## EXERCISE:
Filter the records for "route" and keep each line that has it.

## EXERCISE MATERIALS:

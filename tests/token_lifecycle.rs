mod common;
use common::{client, client_with, form_keys, sorted_query, FakeApi, TestClock, NOW};

use nable_mcp::services::nable_client::ApiResult;
use reqwest::Method;
use serde_json::{json, Map, Value};

fn obj(value: Value) -> Map<String, Value> {
    value.as_object().cloned().expect("object")
}

#[tokio::test]
async fn valid_token_is_reused_across_requests() {
    let api = FakeApi::new();
    let client = client(api.clone());

    client.get("/patients/1", None).await.expect("first call");
    client.get("/patients/2", None).await.expect("second call");

    assert_eq!(api.token_calls(), 1, "a fresh token must not be re-issued");
    assert_eq!(api.api_paths(), vec!["/patients/1", "/patients/2"]);
}

#[tokio::test]
async fn token_inside_margin_is_refreshed() {
    let api = FakeApi::new();
    api.push_token(200, &json!({"token": "first", "expires_at": NOW + 60}).to_string());
    api.push_token(200, &json!({"token": "second", "expires_at": NOW + 3_600}).to_string());
    let client = client(api.clone());

    client.get("/appointments", None).await.expect("call");
    // expires_at - now == 60: the first token is already stale
    client.get("/appointments", None).await.expect("call");

    assert_eq!(api.token_calls(), 2);
    let bearers: Vec<Option<String>> = api.api_requests().into_iter().map(|r| r.bearer).collect();
    assert_eq!(
        bearers,
        vec![Some("first".to_string()), Some("second".to_string())]
    );
}

#[tokio::test]
async fn token_just_outside_margin_is_kept() {
    let api = FakeApi::new();
    api.push_token(200, &json!({"token": "only", "expires_at": NOW + 61}).to_string());
    let clock = TestClock::at(NOW);
    let client = client_with(api.clone(), &clock);

    client.get("/appointments", None).await.expect("call");
    client.get("/appointments", None).await.expect("call");
    assert_eq!(api.token_calls(), 1);

    clock.set(NOW + 1);
    client.get("/appointments", None).await.expect("call");
    assert_eq!(api.token_calls(), 2, "clock advanced into the margin");
}

#[tokio::test]
async fn expiry_is_read_from_either_field_name() {
    let api = FakeApi::new();
    api.push_token(200, &json!({"token": "a", "expired_at": NOW + 500}).to_string());
    let client = client(api.clone());
    client.ensure_token().await.expect("token");
    assert_eq!(client.session().await.expect("session").expires_at, NOW + 500);

    let api = FakeApi::new();
    api.push_token(201, &json!({"token": "b", "expires_at": (NOW + 700).to_string()}).to_string());
    let client = common::client(api.clone());
    client.ensure_token().await.expect("token");
    let session = client.session().await.expect("session");
    assert_eq!(session.token, "b");
    assert_eq!(session.expires_at, NOW + 700);
}

#[tokio::test]
async fn missing_expiry_forces_refresh_every_call() {
    let api = FakeApi::new();
    api.push_token(200, r#"{"token": "no-expiry"}"#);
    let client = client(api.clone());

    client.get("/appointments", None).await.expect("call");
    client.get("/appointments", None).await.expect("call");
    assert_eq!(api.token_calls(), 2);
}

#[tokio::test]
async fn extreme_negative_expiry_is_stale_not_fresh() {
    let api = FakeApi::new();
    api.push_token(
        200,
        r#"{"token": "t", "expires_at": "-9223372036854775808"}"#,
    );
    let client = client(api.clone());

    client.get("/appointments", None).await.expect("call");
    client.get("/appointments", None).await.expect("call");
    assert_eq!(api.token_calls(), 2);
}

#[tokio::test]
async fn token_request_sends_form_credentials() {
    let api = FakeApi::new();
    let client = client(api.clone());
    client.ensure_token().await.expect("token");

    let request = api.requests().into_iter().next().expect("token request");
    assert_eq!(request.method, Method::POST);
    assert_eq!(request.url, format!("{}/tokens", common::BASE_URL));
    assert_eq!(request.bearer, None);
    assert_eq!(
        request.form,
        vec![
            ("username".to_string(), "clinic.user".to_string()),
            ("password".to_string(), "s3cret".to_string()),
        ]
    );
}

#[tokio::test]
async fn rejected_credentials_fail_with_status_and_body() {
    let api = FakeApi::new();
    api.push_token(401, "invalid credentials");
    let client = client(api.clone());

    let err = client
        .get("/patients/1", None)
        .await
        .expect_err("authentication must fail");
    assert!(err.is_authentication());
    assert_eq!(err.message, "Authentication failed: 401 invalid credentials");
    let details = err.details.expect("details");
    assert_eq!(details["status"], 401);
    assert_eq!(details["body"], "invalid credentials");
    assert!(api.api_requests().is_empty(), "no API call after auth failure");
    assert!(client.session().await.is_none());
}

#[tokio::test]
async fn success_without_token_field_is_an_authentication_failure() {
    let api = FakeApi::new();
    api.push_token(200, r#"{"expires_at": 1}"#);
    let client = client(api.clone());
    let err = client.ensure_token().await.expect_err("must fail");
    assert!(err.is_authentication());
}

#[tokio::test]
async fn concurrent_requests_share_one_refresh() {
    let api = FakeApi::with_token_delay(25);
    let client = client(api.clone());

    let (a, b, c) = tokio::join!(
        client.get("/patients/1", None),
        client.get("/patients/2", None),
        client.get("/patients/3", None),
    );
    a.expect("a");
    b.expect("b");
    c.expect("c");

    assert_eq!(api.token_calls(), 1);
    assert_eq!(api.api_requests().len(), 3);
}

#[tokio::test]
async fn get_sends_query_and_bearer() {
    let api = FakeApi::new();
    let client = client(api.clone());
    let query = obj(json!({"date": "2024-05-01", "past": true}));

    client
        .request(Method::GET, "/appointments", Some(&query), None)
        .await
        .expect("call");

    let request = api.api_requests().pop().expect("request");
    assert_eq!(request.method, Method::GET);
    assert_eq!(request.bearer.as_deref(), Some("tok-default"));
    assert_eq!(
        sorted_query(&request),
        vec![
            ("date".to_string(), "2024-05-01".to_string()),
            ("past".to_string(), "true".to_string()),
        ]
    );
    assert!(request.form.is_empty());
}

#[tokio::test]
async fn post_sends_form_body() {
    let api = FakeApi::new();
    let client = client(api.clone());
    let form = obj(json!({"to": "clinic", "subject": "hi", "message": "hello"}));

    client.post("/patients/5/messages", Some(&form)).await.expect("call");

    let request = api.api_requests().pop().expect("request");
    assert_eq!(request.method, Method::POST);
    assert!(request.query.is_empty());
    assert_eq!(form_keys(&request), vec!["message", "subject", "to"]);
}

#[tokio::test]
async fn error_statuses_come_back_as_envelopes() {
    let api = FakeApi::new();
    api.route("/patients/404", 404, r#"{"message": "not found"}"#);
    api.route("/patients/500", 500, "upstream exploded");
    let client = client(api.clone());

    let missing = client.get("/patients/404", None).await.expect("envelope");
    assert_eq!(
        missing.into_value(),
        json!({"status_code": 404, "success": false, "data": {"message": "not found"}})
    );

    let broken = client.get("/patients/500", None).await.expect("envelope");
    assert_eq!(
        broken.into_value(),
        json!({"status_code": 500, "success": false, "data": "upstream exploded"})
    );
}

#[tokio::test]
async fn empty_body_yields_no_data() {
    let api = FakeApi::new();
    api.route("/patients/7/messages", 204, "");
    let client = client(api.clone());

    let result = client.post("/patients/7/messages", None).await.expect("envelope");
    let envelope = result.envelope().expect("envelope").clone();
    assert!(envelope.success);
    assert_eq!(envelope.data, None);
    assert_eq!(result.into_value(), json!({"status_code": 204, "success": true}));
}

#[tokio::test]
async fn unsupported_method_is_reported_as_data() {
    let api = FakeApi::new();
    let client = client(api.clone());

    let result = client
        .request(Method::DELETE, "/patients/1", None, None)
        .await
        .expect("data result");
    assert_eq!(
        result,
        ApiResult::UnsupportedMethod {
            error: "Unknown method: DELETE".to_string()
        }
    );
    assert!(api.api_requests().is_empty());
}

#[tokio::test]
async fn transport_failure_propagates() {
    let api = FakeApi::new();
    api.make_unreachable("/patients/1");
    let client = client(api.clone());

    let err = client
        .get("/patients/1", None)
        .await
        .expect_err("transport failure");
    assert!(err.is_transport());
    assert!(err.message.contains("connection refused"));
}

## REPLY:
    api.route("/patients/404", 404, r#"{"message": "not found"}"#);
    api.route("/patients/500", 500, "upstream exploded");
    api.route("/patients/7/messages", 204, "");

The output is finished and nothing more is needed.